> [Exercise instructions] Write out, from the entries below, exactly the lines that run between the lines holding "broker: each entry" and "self.headers", inclusive, and stop there.

Dataset entries:
[Start of section]

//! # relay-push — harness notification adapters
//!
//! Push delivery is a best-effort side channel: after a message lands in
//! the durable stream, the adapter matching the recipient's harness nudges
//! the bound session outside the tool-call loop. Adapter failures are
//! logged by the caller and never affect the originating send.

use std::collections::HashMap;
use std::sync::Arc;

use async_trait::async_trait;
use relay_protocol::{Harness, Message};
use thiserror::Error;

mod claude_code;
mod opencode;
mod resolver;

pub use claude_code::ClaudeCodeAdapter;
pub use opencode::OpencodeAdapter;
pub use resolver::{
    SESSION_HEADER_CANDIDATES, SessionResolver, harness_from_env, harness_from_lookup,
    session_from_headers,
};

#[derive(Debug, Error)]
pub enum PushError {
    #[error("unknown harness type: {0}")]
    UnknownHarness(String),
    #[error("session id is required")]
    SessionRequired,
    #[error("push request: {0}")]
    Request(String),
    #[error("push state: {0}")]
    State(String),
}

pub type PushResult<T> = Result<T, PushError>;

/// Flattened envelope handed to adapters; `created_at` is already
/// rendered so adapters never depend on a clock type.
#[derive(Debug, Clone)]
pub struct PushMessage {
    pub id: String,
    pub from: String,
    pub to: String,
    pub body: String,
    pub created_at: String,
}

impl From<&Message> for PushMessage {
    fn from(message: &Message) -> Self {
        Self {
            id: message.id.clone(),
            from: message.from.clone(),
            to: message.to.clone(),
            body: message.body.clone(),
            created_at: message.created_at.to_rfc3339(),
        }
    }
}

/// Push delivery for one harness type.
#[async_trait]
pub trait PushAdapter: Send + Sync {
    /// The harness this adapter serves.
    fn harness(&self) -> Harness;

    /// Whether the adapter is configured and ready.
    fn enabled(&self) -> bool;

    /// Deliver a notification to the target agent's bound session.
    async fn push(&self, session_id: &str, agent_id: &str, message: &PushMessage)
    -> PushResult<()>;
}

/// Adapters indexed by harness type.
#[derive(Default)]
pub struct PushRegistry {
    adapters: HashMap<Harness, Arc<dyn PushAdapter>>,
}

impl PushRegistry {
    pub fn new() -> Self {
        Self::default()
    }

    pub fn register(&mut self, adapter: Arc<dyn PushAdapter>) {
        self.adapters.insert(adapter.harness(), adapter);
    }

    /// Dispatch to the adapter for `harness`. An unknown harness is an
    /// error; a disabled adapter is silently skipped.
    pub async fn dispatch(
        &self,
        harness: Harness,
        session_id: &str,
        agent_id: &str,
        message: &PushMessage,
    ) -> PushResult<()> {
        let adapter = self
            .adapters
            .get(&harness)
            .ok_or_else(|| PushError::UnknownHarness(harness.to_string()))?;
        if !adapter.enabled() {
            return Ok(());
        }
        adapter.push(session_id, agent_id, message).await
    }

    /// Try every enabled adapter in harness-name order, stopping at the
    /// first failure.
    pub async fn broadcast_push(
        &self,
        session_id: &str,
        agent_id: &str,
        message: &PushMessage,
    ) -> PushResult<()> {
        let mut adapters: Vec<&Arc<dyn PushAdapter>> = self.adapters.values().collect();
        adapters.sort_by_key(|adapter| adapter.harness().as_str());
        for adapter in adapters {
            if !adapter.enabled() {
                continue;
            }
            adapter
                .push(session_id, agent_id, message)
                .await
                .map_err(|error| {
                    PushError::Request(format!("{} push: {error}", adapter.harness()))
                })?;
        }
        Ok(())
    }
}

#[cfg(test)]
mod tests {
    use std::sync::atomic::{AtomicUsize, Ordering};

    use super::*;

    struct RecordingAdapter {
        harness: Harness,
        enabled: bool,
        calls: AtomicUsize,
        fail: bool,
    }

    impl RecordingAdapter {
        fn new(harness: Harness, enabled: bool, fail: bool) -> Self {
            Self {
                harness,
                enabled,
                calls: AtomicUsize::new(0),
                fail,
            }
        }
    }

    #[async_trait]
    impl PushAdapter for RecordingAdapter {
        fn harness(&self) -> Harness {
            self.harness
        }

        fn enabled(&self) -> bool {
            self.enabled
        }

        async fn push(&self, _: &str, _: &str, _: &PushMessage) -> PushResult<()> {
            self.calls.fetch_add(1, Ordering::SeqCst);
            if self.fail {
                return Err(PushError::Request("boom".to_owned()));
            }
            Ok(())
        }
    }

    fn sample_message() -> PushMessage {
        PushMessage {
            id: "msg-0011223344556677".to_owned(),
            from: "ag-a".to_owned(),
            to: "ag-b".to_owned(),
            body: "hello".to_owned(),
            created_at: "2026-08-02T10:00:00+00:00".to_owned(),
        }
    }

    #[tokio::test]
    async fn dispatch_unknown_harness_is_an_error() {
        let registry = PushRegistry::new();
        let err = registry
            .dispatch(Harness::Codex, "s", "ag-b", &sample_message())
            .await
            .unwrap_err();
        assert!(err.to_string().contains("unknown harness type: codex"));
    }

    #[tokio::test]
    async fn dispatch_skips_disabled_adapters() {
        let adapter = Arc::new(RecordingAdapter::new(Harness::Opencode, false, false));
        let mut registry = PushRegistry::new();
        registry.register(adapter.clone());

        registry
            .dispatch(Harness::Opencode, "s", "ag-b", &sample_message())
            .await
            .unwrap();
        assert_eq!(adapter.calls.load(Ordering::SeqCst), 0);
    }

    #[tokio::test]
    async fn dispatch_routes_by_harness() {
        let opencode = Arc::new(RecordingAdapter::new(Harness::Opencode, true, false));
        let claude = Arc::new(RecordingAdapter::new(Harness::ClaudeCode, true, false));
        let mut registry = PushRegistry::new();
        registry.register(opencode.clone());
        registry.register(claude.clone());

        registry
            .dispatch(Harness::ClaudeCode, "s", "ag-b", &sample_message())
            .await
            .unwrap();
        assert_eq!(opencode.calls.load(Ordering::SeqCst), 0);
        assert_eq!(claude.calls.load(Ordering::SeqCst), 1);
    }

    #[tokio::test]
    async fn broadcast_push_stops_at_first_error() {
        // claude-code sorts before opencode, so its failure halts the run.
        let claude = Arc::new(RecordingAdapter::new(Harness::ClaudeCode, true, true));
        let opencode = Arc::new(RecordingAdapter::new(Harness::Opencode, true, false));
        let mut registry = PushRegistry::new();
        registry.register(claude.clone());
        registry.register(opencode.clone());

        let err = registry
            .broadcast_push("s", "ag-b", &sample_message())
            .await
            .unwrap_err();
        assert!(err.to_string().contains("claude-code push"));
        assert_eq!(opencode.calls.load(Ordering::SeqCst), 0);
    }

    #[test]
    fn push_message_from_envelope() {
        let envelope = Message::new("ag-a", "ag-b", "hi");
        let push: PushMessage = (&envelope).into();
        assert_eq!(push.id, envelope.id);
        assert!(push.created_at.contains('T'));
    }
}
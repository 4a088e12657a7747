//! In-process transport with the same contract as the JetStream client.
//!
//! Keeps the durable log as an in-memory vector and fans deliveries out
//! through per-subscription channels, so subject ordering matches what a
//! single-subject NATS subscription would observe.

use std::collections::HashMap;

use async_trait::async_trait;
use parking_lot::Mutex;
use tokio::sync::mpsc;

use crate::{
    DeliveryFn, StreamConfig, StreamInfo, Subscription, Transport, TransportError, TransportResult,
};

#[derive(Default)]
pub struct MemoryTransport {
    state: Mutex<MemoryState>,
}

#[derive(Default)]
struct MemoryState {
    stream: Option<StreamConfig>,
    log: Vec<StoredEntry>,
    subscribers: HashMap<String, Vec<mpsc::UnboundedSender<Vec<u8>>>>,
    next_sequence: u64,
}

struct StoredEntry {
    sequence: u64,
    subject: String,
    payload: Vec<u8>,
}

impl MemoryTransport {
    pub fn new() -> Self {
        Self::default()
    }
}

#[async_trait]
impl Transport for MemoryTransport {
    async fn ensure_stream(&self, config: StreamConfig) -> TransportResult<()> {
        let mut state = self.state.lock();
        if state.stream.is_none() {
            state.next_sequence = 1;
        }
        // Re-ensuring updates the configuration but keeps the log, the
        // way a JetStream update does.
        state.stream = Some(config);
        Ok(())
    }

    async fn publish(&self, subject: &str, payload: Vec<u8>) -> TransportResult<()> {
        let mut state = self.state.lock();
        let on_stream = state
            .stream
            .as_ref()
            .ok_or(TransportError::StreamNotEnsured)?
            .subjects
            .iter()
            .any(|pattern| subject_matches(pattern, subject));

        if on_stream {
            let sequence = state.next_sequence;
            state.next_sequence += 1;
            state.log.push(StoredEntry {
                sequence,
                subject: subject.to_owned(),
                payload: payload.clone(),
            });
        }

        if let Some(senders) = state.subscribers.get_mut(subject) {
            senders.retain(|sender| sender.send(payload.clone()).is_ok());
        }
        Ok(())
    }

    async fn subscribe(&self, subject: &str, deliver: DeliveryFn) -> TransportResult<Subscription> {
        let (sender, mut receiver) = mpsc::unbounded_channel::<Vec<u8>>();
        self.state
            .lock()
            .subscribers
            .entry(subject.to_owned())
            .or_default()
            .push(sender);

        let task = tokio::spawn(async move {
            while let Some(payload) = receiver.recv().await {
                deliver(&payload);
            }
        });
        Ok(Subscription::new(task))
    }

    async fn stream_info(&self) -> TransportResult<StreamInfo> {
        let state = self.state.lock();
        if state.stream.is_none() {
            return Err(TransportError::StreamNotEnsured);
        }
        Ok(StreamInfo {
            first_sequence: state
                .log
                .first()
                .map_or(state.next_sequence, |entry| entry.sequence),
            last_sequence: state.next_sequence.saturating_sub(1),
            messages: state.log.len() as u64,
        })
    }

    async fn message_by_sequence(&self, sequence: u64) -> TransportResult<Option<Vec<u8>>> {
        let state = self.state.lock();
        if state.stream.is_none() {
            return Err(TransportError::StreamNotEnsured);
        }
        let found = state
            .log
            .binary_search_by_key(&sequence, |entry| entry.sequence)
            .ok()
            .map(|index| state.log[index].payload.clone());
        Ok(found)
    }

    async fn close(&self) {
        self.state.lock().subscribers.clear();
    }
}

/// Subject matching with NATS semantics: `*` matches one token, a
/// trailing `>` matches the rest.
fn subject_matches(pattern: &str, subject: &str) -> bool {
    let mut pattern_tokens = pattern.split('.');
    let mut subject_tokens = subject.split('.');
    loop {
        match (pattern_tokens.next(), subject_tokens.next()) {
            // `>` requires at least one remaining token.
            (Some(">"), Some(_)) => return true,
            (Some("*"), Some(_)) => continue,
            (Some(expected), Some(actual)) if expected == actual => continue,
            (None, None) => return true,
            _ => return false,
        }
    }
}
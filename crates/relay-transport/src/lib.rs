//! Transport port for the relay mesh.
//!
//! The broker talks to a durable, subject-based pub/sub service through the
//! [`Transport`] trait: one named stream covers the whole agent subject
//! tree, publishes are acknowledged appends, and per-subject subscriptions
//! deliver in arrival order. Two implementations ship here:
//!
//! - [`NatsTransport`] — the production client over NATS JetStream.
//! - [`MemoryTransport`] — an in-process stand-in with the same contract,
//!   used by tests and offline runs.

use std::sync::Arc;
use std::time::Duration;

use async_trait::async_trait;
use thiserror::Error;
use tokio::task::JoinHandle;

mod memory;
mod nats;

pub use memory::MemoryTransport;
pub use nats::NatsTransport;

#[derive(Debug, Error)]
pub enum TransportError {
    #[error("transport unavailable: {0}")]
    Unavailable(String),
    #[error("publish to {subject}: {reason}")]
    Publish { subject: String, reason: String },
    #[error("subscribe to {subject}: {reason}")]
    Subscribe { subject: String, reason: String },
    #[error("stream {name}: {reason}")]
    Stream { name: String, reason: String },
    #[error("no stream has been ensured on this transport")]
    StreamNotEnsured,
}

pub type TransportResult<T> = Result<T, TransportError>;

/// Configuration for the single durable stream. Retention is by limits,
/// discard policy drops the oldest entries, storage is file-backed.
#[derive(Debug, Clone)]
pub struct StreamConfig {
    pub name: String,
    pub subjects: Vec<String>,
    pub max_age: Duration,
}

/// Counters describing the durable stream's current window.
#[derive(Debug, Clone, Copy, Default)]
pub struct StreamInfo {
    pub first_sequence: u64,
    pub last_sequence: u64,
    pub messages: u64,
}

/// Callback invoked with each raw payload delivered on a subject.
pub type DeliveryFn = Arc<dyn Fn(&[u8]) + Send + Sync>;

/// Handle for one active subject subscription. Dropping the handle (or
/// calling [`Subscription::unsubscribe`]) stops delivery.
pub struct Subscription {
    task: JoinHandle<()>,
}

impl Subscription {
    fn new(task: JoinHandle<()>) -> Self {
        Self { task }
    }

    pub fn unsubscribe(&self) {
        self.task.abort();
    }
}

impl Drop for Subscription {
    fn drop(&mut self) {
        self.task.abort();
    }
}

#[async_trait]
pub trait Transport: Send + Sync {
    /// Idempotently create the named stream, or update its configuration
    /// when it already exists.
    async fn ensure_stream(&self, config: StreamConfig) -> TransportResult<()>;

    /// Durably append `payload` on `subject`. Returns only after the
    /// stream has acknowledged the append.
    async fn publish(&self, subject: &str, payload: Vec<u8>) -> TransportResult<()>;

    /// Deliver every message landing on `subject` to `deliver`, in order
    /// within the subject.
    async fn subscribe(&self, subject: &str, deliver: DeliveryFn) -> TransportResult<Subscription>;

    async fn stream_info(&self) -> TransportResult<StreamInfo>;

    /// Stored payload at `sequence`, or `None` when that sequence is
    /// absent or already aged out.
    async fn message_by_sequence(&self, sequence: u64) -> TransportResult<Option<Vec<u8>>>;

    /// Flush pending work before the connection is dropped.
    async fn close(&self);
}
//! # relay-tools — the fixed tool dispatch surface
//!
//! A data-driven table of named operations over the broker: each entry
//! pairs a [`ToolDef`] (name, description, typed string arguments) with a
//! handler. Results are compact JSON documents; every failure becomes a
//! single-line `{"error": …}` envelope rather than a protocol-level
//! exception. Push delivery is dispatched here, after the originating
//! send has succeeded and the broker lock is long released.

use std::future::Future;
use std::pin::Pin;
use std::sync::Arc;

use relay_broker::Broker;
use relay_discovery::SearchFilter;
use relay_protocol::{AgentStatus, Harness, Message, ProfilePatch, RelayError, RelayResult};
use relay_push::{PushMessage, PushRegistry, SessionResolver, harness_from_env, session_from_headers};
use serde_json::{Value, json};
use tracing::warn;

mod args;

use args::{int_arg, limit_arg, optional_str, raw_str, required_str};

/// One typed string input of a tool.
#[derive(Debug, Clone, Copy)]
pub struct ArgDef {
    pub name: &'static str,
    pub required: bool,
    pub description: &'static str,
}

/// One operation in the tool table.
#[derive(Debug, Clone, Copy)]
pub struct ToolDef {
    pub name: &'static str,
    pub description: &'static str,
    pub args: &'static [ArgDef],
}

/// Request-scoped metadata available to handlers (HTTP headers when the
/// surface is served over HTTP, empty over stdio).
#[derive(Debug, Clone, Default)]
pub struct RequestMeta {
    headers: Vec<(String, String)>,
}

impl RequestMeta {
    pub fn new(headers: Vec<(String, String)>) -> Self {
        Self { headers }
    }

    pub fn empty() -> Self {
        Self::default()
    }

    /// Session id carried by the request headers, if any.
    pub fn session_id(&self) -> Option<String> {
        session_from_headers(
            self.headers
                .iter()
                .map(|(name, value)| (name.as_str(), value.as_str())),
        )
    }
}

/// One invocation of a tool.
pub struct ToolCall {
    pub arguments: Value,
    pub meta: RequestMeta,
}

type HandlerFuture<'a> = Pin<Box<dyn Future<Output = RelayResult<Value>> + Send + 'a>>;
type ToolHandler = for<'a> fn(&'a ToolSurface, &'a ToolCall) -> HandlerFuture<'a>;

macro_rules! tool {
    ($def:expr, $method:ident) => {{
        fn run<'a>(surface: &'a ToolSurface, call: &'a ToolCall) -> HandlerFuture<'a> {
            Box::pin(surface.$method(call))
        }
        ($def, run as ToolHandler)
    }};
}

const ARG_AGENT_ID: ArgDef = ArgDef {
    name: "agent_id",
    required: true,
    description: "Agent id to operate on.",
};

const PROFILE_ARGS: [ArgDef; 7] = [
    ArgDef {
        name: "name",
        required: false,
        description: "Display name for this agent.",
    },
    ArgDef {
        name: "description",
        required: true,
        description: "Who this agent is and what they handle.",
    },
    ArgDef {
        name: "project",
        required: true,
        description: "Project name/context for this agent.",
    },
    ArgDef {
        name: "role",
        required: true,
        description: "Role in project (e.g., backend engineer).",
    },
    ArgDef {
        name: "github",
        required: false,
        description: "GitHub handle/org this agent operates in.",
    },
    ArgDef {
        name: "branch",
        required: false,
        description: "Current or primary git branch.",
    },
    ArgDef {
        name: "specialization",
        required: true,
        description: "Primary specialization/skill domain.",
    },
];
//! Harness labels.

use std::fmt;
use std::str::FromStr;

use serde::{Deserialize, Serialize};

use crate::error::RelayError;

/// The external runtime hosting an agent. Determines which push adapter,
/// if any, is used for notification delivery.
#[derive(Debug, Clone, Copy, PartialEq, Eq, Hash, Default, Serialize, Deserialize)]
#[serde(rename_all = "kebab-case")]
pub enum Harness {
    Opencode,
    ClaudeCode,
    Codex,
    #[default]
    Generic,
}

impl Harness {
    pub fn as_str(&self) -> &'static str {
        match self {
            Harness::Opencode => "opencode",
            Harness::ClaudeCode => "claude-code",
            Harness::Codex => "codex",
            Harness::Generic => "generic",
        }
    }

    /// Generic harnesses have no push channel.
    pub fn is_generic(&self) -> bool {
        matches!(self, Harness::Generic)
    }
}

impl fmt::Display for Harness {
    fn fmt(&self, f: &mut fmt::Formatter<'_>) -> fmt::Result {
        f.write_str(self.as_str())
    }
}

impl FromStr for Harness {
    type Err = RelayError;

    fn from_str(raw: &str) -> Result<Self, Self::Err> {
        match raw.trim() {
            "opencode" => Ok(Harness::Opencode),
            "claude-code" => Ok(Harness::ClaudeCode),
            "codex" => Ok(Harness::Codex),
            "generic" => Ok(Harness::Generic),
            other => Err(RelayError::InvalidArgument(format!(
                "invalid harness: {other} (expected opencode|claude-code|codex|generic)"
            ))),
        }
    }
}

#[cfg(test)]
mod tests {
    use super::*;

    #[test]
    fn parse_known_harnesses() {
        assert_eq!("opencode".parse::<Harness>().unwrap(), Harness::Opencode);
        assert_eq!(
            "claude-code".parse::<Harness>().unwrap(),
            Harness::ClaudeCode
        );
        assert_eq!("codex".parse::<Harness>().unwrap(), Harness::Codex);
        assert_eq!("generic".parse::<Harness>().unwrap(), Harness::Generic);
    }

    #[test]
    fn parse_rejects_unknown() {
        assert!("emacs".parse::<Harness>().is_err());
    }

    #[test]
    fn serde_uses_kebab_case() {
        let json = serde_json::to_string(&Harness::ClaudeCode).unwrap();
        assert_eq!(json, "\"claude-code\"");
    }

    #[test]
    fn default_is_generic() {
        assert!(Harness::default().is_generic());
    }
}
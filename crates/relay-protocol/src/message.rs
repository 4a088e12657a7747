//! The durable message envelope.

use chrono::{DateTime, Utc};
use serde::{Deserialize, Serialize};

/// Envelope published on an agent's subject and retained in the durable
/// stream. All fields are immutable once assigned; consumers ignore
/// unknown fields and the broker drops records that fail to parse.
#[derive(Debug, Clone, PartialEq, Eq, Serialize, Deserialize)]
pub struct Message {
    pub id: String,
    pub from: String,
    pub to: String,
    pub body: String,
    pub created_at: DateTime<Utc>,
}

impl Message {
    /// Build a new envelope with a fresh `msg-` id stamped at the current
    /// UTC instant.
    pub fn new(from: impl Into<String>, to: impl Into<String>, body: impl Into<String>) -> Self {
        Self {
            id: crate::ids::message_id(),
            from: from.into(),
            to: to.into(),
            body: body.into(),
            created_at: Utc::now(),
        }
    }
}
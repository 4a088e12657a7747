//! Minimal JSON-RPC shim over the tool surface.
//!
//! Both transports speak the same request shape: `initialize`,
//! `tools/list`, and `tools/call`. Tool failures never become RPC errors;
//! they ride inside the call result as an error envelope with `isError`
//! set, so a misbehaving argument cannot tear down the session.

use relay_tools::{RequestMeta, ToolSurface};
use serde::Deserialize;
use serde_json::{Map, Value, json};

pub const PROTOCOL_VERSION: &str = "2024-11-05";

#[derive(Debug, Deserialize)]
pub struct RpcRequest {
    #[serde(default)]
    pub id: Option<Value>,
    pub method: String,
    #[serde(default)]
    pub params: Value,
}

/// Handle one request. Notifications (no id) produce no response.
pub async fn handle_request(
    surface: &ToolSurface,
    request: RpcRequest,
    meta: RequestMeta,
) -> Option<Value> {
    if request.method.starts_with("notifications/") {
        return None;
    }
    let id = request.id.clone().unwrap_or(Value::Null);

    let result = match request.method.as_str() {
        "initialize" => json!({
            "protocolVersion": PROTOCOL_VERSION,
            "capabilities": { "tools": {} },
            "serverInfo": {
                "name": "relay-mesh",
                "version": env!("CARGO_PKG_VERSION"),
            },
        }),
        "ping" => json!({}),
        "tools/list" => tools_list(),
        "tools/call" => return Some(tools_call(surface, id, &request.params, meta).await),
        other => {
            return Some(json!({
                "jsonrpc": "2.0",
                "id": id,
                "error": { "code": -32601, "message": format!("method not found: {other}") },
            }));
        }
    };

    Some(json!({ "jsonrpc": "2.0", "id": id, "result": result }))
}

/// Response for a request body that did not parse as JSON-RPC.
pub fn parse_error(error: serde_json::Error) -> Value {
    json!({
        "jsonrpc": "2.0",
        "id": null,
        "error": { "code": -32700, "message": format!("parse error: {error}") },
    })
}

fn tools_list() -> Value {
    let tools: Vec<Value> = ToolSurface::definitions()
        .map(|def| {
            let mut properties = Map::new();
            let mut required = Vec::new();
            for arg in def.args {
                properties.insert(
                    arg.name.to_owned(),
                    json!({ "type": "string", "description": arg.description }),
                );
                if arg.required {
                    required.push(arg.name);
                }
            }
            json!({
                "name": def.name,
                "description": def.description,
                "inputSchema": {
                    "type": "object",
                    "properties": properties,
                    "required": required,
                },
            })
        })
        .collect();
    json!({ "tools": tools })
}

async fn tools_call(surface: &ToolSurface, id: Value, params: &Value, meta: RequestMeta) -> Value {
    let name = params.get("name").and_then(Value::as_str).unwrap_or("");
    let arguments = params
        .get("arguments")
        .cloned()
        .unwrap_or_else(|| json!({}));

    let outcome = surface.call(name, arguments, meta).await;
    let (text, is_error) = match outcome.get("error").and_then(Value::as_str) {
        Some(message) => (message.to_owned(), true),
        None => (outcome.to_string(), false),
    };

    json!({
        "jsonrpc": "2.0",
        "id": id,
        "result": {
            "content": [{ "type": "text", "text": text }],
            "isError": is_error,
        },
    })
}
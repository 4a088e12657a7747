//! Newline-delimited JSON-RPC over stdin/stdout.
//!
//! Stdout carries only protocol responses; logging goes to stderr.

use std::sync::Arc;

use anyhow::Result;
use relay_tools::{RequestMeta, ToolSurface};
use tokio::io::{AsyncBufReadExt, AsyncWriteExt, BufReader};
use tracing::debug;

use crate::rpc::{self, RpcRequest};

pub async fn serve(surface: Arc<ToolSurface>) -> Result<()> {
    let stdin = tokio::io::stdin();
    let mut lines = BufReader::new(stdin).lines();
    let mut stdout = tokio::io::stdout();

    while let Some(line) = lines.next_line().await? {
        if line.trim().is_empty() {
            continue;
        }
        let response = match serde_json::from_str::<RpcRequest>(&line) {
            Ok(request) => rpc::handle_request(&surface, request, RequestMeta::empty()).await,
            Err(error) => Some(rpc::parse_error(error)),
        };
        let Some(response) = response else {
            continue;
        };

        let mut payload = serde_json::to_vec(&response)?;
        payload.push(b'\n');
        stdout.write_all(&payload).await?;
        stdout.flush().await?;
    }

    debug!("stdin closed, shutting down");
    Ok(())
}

[End of section]

> [Task result]
//! A data-driven table of named operations over the broker: each entry
//! pairs a [`ToolDef`] (name, description, typed string arguments) with a
//! handler. Results are compact JSON documents; every failure becomes a
//! single-line `{"error": …}` envelope rather than a protocol-level
//! exception. Push delivery is dispatched here, after the originating
//! send has succeeded and the broker lock is long released.

use std::future::Future;
use std::pin::Pin;
use std::sync::Arc;

use relay_broker::Broker;
use relay_discovery::SearchFilter;
use relay_protocol::{AgentStatus, Harness, Message, ProfilePatch, RelayError, RelayResult};
use relay_push::{PushMessage, PushRegistry, SessionResolver, harness_from_env, session_from_headers};
use serde_json::{Value, json};
use tracing::warn;

mod args;

use args::{int_arg, limit_arg, optional_str, raw_str, required_str};

/// One typed string input of a tool.
#[derive(Debug, Clone, Copy)]
pub struct ArgDef {
    pub name: &'static str,
    pub required: bool,
    pub description: &'static str,
}

/// One operation in the tool table.
#[derive(Debug, Clone, Copy)]
pub struct ToolDef {
    pub name: &'static str,
    pub description: &'static str,
    pub args: &'static [ArgDef],
}

/// Request-scoped metadata available to handlers (HTTP headers when the
/// surface is served over HTTP, empty over stdio).
#[derive(Debug, Clone, Default)]
pub struct RequestMeta {
    headers: Vec<(String, String)>,
}

impl RequestMeta {
    pub fn new(headers: Vec<(String, String)>) -> Self {
        Self { headers }
    }

    pub fn empty() -> Self {
        Self::default()
    }

    /// Session id carried by the request headers, if any.
    pub fn session_id(&self) -> Option<String> {
        session_from_headers(
            self.headers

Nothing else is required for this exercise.